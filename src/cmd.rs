use argh::{EarlyExit, FromArgs};
use log::debug;

use crate::generate::Generation;
use crate::utils::charset::Flags;

#[derive(FromArgs, PartialEq, Debug)]
#[argh(description = "Deterministic string generator")]
struct Global {
    #[argh(option, short = 's', long = "string", description = "input string")]
    string: String,

    #[argh(option, short = 'l', long = "length", description = "output length")]
    length: i64,

    #[argh(switch, short = 'n', long = "no-symbols", description = "exclude symbols")]
    no_symbols: bool,

    #[argh(switch, short = 'd', long = "digits-only", description = "digits only")]
    digits_only: bool,

    #[argh(switch, short = 'a', long = "letters-only", description = "letters only")]
    letters_only: bool,

    #[argh(switch, short = 'v', long = "verbose", description = "verbose mode")]
    verbose: bool,
}

#[derive(Debug, Default, PartialEq)]
pub struct GenerateOptions {
    pub input: String,
    pub length: i64,
    pub flags: Flags,
    pub verbose: bool,
}

impl From<Global> for GenerateOptions {
    fn from(args: Global) -> Self {
        Self {
            input: args.string,
            length: args.length,
            flags: Flags {
                no_symbols: args.no_symbols,
                digits_only: args.digits_only,
                letters_only: args.letters_only,
            },
            verbose: args.verbose,
        }
    }
}

const VALUE_OPTIONS: [&str; 4] = ["-s", "--string", "-l", "--length"];

// argh only knows `--help`. A `-h` given as the value of an option is left alone.
fn normalize(args: impl IntoIterator<Item = String>) -> Vec<String> {
    let mut normalized: Vec<String> = Vec::new();
    for arg in args {
        let is_value = normalized
            .last()
            .is_some_and(|prev| VALUE_OPTIONS.contains(&prev.as_str()));
        if arg == "-h" && !is_value {
            normalized.push("--help".to_owned());
        } else {
            normalized.push(arg);
        }
    }
    normalized
}

pub fn parse(args: &[String]) -> Result<GenerateOptions, EarlyExit> {
    let (command, rest) = match args.split_first() {
        Some((command, rest)) => (command.as_str(), rest),
        None => ("extenderpass", args),
    };
    let rest: Vec<&str> = rest.iter().map(String::as_str).collect();
    Global::from_args(&[command], &rest).map(GenerateOptions::from)
}

pub fn verbose_requested(args: &[String]) -> bool {
    args.iter()
        .skip(1)
        .any(|arg| arg == "-v" || arg == "--verbose")
}

/// Runs the CLI against `args` (program name first) and returns the exit
/// status.
pub fn run(args: impl IntoIterator<Item = String>) -> i32 {
    let args = normalize(args);
    let options = match parse(&args) {
        Ok(options) => options,
        Err(exit) => {
            return match exit.status {
                Ok(()) => {
                    println!("{}", exit.output);
                    0
                }
                Err(()) => {
                    eprintln!("{}", exit.output);
                    1
                }
            };
        }
    };
    debug!("Generating with options: {:?}", options);

    match Generation::new(&options.input, options.length, options.flags) {
        Ok(generation) => {
            if options.verbose {
                println!("{}", generation);
            }
            println!("{}", generation.result);
            0
        }
        Err(e) => {
            debug!("Generation failed: {:?}", e);
            eprintln!("Error: {}", e);
            1
        }
    }
}

#[cfg(test)]
mod tests {
    use super::*;

    fn args(list: &[&str]) -> Vec<String> {
        normalize(list.iter().map(|arg| arg.to_string()))
    }

    #[test]
    fn test_parse_all_flags() {
        let options = parse(&args(&[
            "extenderpass", "-s", "hello", "-l", "8", "-n", "-d", "-a", "-v",
        ]))
        .unwrap();
        assert_eq!(options.input, "hello");
        assert_eq!(options.length, 8);
        assert_eq!(
            options.flags,
            Flags {
                no_symbols: true,
                digits_only: true,
                letters_only: true,
            }
        );
        assert!(options.verbose);
    }

    #[test]
    fn test_parse_long_names() {
        let options = parse(&args(&[
            "extenderpass",
            "--string",
            "",
            "--length",
            "3",
            "--letters-only",
        ]))
        .unwrap();
        assert_eq!(options.input, "");
        assert_eq!(options.length, 3);
        assert_eq!(options.flags, Flags::letters_only());
        assert!(!options.verbose);
    }

    #[test]
    fn test_short_help() {
        let exit = parse(&args(&["extenderpass", "-h"])).unwrap_err();
        assert_eq!(exit.status, Ok(()));
        assert!(exit.output.contains("--length"));
    }

    #[test]
    fn test_dash_h_as_input_string() {
        let options = parse(&args(&["extenderpass", "-s", "-h", "-l", "4"])).unwrap();
        assert_eq!(options.input, "-h");
    }

    #[test]
    fn test_missing_required() {
        let exit = parse(&args(&["extenderpass", "-s", "hello"])).unwrap_err();
        assert_eq!(exit.status, Err(()));
    }

    #[test]
    fn test_run_exit_codes() {
        assert_eq!(run(args(&["extenderpass", "-s", "hello", "-l", "8"])), 0);
        assert_eq!(run(args(&["extenderpass", "-s", "hello", "-l", "0"])), 1);
        assert_eq!(run(args(&["extenderpass", "--help"])), 0);
        assert_eq!(run(args(&["extenderpass", "-l", "x", "-s", "hello"])), 1);
    }

    #[test]
    fn test_verbose_requested() {
        assert!(verbose_requested(&args(&["extenderpass", "-s", "a", "-v"])));
        assert!(!verbose_requested(&args(&["extenderpass", "-s", "a"])));
    }
}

=======

**Aim of the exercise:**
Write out, from the lines above, only those from the line with "#[argh(switch, short = 'a', long" to the line with "let rest: Vec<&str>", exactly as given, including the first and the last.

**Result of the exercise:**
    #[argh(switch, short = 'a', long = "letters-only", description = "letters only")]
    letters_only: bool,

    #[argh(switch, short = 'v', long = "verbose", description = "verbose mode")]
    verbose: bool,
}

#[derive(Debug, Default, PartialEq)]
pub struct GenerateOptions {
    pub input: String,
    pub length: i64,
    pub flags: Flags,
    pub verbose: bool,
}

impl From<Global> for GenerateOptions {
    fn from(args: Global) -> Self {
        Self {
            input: args.string,
            length: args.length,
            flags: Flags {
                no_symbols: args.no_symbols,
                digits_only: args.digits_only,
                letters_only: args.letters_only,
            },
            verbose: args.verbose,
        }
    }
}

const VALUE_OPTIONS: [&str; 4] = ["-s", "--string", "-l", "--length"];

// argh only knows `--help`. A `-h` given as the value of an option is left alone.
fn normalize(args: impl IntoIterator<Item = String>) -> Vec<String> {
    let mut normalized: Vec<String> = Vec::new();
    for arg in args {
        let is_value = normalized
            .last()
            .is_some_and(|prev| VALUE_OPTIONS.contains(&prev.as_str()));
        if arg == "-h" && !is_value {
            normalized.push("--help".to_owned());
        } else {
            normalized.push(arg);
        }
    }
    normalized
}

pub fn parse(args: &[String]) -> Result<GenerateOptions, EarlyExit> {
    let (command, rest) = match args.split_first() {
        Some((command, rest)) => (command.as_str(), rest),
        None => ("extenderpass", args),
    };
    let rest: Vec<&str> = rest.iter().map(String::as_str).collect();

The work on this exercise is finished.